11.  We submit that India must take a principled stand in tune with the main principles of this UN treaty which are: transboundary movements of hazardous wastes should be reduced to a minimum consistent with their environmentally sound management; hazardous wastes should be treated and disposed of as close as possible to their source of generation; and hazardous waste generation should be reduced and minimized at source. This position of Dr Singh is contrary to these principles and stands in manifest contrast with its position in 1992.
12.  You may recollect that by decision III/1, of September 22, 1995, at COP-3, the Third meeting of the Conference of the Contracting Parties to the above Convention that took place in Geneva in September 1995, adopted an Amendment to the Convention. This bans the export of hazardous wastes for final disposal and recycling from rich countries to poorer countries. This Article reads as follows: “Instruments of ratification, approval, formal confirmation or acceptance of amendments shall be deposited with the Depositary. Amendments adopted in accordance with paragraphs 3 or 4 [of article 17 of the Convention] shall enter into force between Parties having accepted them on the ninetieth day after the receipt by the Depositary of their instrument of ratification, approval, formal confirmation or acceptance by at least three-fourths of the Parties who accepted them or by at least two thirds of the Parties to the protocol concerned who accepted them, except as may otherwise be provided in such protocol. The amendments shall enter into force for any other Party on the ninetieth day after that Party deposits its instrument of ratification, approval, formal confirmation or acceptance of the amendments.” The Ban Amendment has not entered into force despite the fact that 89 parties have accepted it becasue that requires ratification by 3/4 of the member states to the Convention as per Article 17.5. So far, the Parties of the Basel Convention have not been able to agree as to whether this would be three fourth of the Parties that were Party to the Basel Convention when the Ban was adopted, or three fourth of the current Parties of the Convention. This amendment was to enter into force following ratification by 62 parties as per Article 17 (5) of the Convention. Ban Amendment needs ratification of only 12 more members for it to come into force. We submit that the parent treaty, the Basel Convention has been ratified by 183 countries;
13.  Under the influence of countries like USA, Germany, United Kingdom, Australia, Canada, South Korea and Japan in general and U.S. Chamber of Commerce, the world’s largest business federation representing the interests of more than 3 million businesses, International Chamber of Commerce, US Institute of Scrap Recycling Industries and Bureau of International Recycling (BIR), the international trade federation representing the world’s recycling industry, India’s position  have faced continued dilution.
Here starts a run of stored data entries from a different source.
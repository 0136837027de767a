//! Row and column projections

use super::BitGrid;

impl BitGrid {
    /// Number of set cells in each column
    pub fn column_counts(&self) -> Vec<u32> {
        let mut counts = vec![0u32; self.cols as usize];
        for y in 0..self.rows {
            let line = self.row_data(y);
            for (wi, &word) in line.iter().enumerate() {
                let mut bits = word;
                while bits != 0 {
                    let lead = bits.leading_zeros();
                    counts[wi * 32 + lead as usize] += 1;
                    bits &= !(0x8000_0000 >> lead);
                }
            }
        }
        counts
    }

    /// Number of set cells in each row
    pub fn row_counts(&self) -> Vec<u32> {
        (0..self.rows)
            .map(|y| self.row_data(y).iter().map(|w| w.count_ones()).sum())
            .collect()
    }
}
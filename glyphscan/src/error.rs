//! Error types for glyphscan

use thiserror::Error;

use crate::engine::PipelineState;

/// A configuration value failed validation
#[derive(Debug, Clone, PartialEq, Error)]
pub enum ConfigError {
    /// A field is out of its valid range
    #[error("invalid {field}: {message}")]
    InvalidValue {
        field: &'static str,
        message: String,
    },

    /// A configuration document could not be parsed
    #[error("cannot parse configuration: {0}")]
    Parse(String),
}

/// Errors returned by the recognition engine
#[derive(Debug, Error)]
pub enum Error {
    /// Invalid configuration
    #[error("configuration error: {0}")]
    Configuration(#[from] ConfigError),

    /// Missing or corrupt template catalog or dictionary
    #[error("cannot load asset {path}: {message}")]
    AssetLoad { path: String, message: String },

    /// Image buffer does not match its declared dimensions
    #[error("invalid image: {0}")]
    InvalidImage(String),

    /// A stage of a recognition call failed; `stage` is the stage that was running
    #[error("recognition failed while {stage:?}: {source}")]
    Failed {
        stage: PipelineState,
        #[source]
        source: Box<Error>,
    },

    /// Core library error
    #[error("core error: {0}")]
    Core(#[from] glyphscan_core::Error),

    /// Preprocessing error
    #[error("color error: {0}")]
    Color(#[from] glyphscan_color::ColorError),

    /// Morphology error
    #[error("morph error: {0}")]
    Morph(#[from] glyphscan_morph::MorphError),

    /// Region finding error
    #[error("region error: {0}")]
    Region(#[from] glyphscan_region::RegionError),

    /// Recognition error
    #[error("recog error: {0}")]
    Recog(#[from] glyphscan_recog::RecogError),
}

/// Result type for glyphscan
pub type Result<T> = std::result::Result<T, Error>;
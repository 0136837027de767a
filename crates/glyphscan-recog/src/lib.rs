//! glyphscan-recog - Segmentation, matching and correction
//!
//! This crate turns a binarized page into text:
//!
//! - **Band assembly**: Cut regions into lines and glyph artifacts
//! - **Character splitting**: Separate touching glyphs at histogram valleys
//! - **Template matching**: Score artifacts against the template catalog
//! - **Correction**: Fix look-alike characters, dictionary words and casing
//!
//! # Quick Start
//!
//! ```no_run
//! use glyphscan_core::{BitGrid, Rect};
//! use glyphscan_recog::{
//!     CharacterDefinitions, MatchOptions, SegmentOptions, apply_correction,
//!     get_bands_of_artifacts, recognize_bands,
//! };
//!
//! let page = BitGrid::new(200, 50);
//! let regions = vec![Rect::new_unchecked(0, 0, 200, 50)];
//! let catalog = CharacterDefinitions::bundled().unwrap();
//!
//! let mut bands = get_bands_of_artifacts(&page, &regions, &SegmentOptions::default()).unwrap();
//! recognize_bands(&mut bands, &catalog, &MatchOptions::default()).unwrap();
//! let text = apply_correction(&bands.text(), None);
//! ```
//!
//! # Modules
//!
//! - [`segment`]: Band assembly
//! - [`splitter`]: Character splitting
//! - [`catalog`]: Template catalog loading
//! - [`charset`]: Allowed character sets
//! - [`matcher`]: Template matching
//! - [`correction`]: Text correction

pub mod catalog;
pub mod charset;
pub mod correction;
mod error;
pub mod matcher;
pub mod segment;
pub mod splitter;

pub use error::{RecogError, RecogResult};

// Re-export commonly used types
pub use catalog::{CharacterDefinition, CharacterDefinitions, CharacterTraits, TemplateSize};
pub use charset::AllowedCharacters;
pub use correction::{Dictionary, apply_correction, levenshtein};
pub use matcher::{LineBox, MatchOptions, ScoreMatch, match_artifact, recognize_bands};
pub use segment::{SegmentOptions, get_bands_of_artifacts};
pub use splitter::{SplitOptions, calculate_valley_threshold, split_wide_artifacts};

// Re-export core for convenience
pub use glyphscan_core;
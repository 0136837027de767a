//! Error types for glyphscan-morph

use thiserror::Error;

/// Errors that can occur during morphological operations
#[derive(Debug, Error)]
pub enum MorphError {
    /// Core library error
    #[error("core error: {0}")]
    Core(#[from] glyphscan_core::Error),

    /// Invalid parameters
    #[error("invalid parameters: {0}")]
    InvalidParameters(String),
}

/// Result type for morphological operations
pub type MorphResult<T> = Result<T, MorphError>;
These countries and interests never wished Convention, Ban Amendment and compliant Rules to come into force;
14.  As part of Clean India Mission, our Government should try to regain its original stance of being a strong opponent of the international waste trade and an ardent supporter ban on toxic waste exports from the world’s richest countries to less industrialized ones. Government of India should recollect its position at the First Conference of Parties to the Basel Convention in Piriapolis, Uruguay, from 3-4 December, 1992. Shri A. Bhattacharja, Head of the Indian delegation who pleaded with industrialized countries to stop exporting hazardous waste. “You industrial countries have been asking us to do many things for the global good — to stop cutting down our forests, to stop using your CFCs. Now we are asking you to do something for the global good: keep your own waste.” Government of India was firm even at the Second Basel Convention Conference of Parties, in March 1994 and advocated ban on all hazardous waste exports from the world’s most  industrialized countries, the members of the Organization of Economic Cooperation and Development (OECD) to non-industrialized countries like India. It was only in 1995 that Government of India revised its position at the Third Basel Conference of Parties in September 1995 under the harmful influence of representatives of the US and Australia. This led to an Indian delegate announcing that it was reconsidering its position on the Basel Ban as a consequence of the regressive statement of Shri Kamal Nath, the then Union Minister of Environment & Forests who averred, “We are against environmentally unfriendly recycling. We are not against the movement of waste, provided the recipient has adequate equipment, facility and the proper process to deal with it.” This was a direct assault on intent of Basel Convention. It was the first nail in the coffin. Consequently, India did not ratify the ‘Ban Amendment’ to the Basel Convention, which could have stopped the import of hazardous waste and stopped India from becoming a leading dumping ground;
15.  We submit that US Government and ICC have been instrumental in outwitting the UN ban on hazardous waste trade through bilateral Free Trade Agreements between countries. In one of its position paper on the Basel Convention, ICC has even called for the ban on hazardous waste to be stopped by the World Trade Organization (WTO) because it is trade disruptive. This undermines the customary environmental law principles. It is noeowrthy that Wikileaks has revealed how the US Government ensured that the same Shri Kamal Nath was not made the Commerce Minister again for his position in WTO negotiations in a different context;
16.  To safeguard our country’s environmental security and maritime security, India should not allow itself to be misled by hazardous waste traders who are blinded by their lust for profit at any human and environmental cost. In any case the truth about who all were immorally, unethically and unpatriotically complicit with merchants of death, the hazardous waste traders and who all defended public health will not remain hidden for long. It is high time the present Government disassociated itself from the regressive legacy and adopted its glorious legacy to safeguard India’s supreme national interest and the health of present and future generations;
In view of the above facts, before the UN meeting ends on May 5, Government should articulate its support for Ban Amendment and ratify it in order to save India from becoming the dumping ground of rich countries which are transferring harm becasue they want to protect their own environment and public health. The review of Dr Sonu Singh’s position provides a chance to recover the lost ground and re-adopt our 1992 position and ask the rich countries to “keep your own waste” for global common good. We earnestly appeal to you to ensure that foreign toxic waste does not flow in the veins and arteries of present and future Indians.  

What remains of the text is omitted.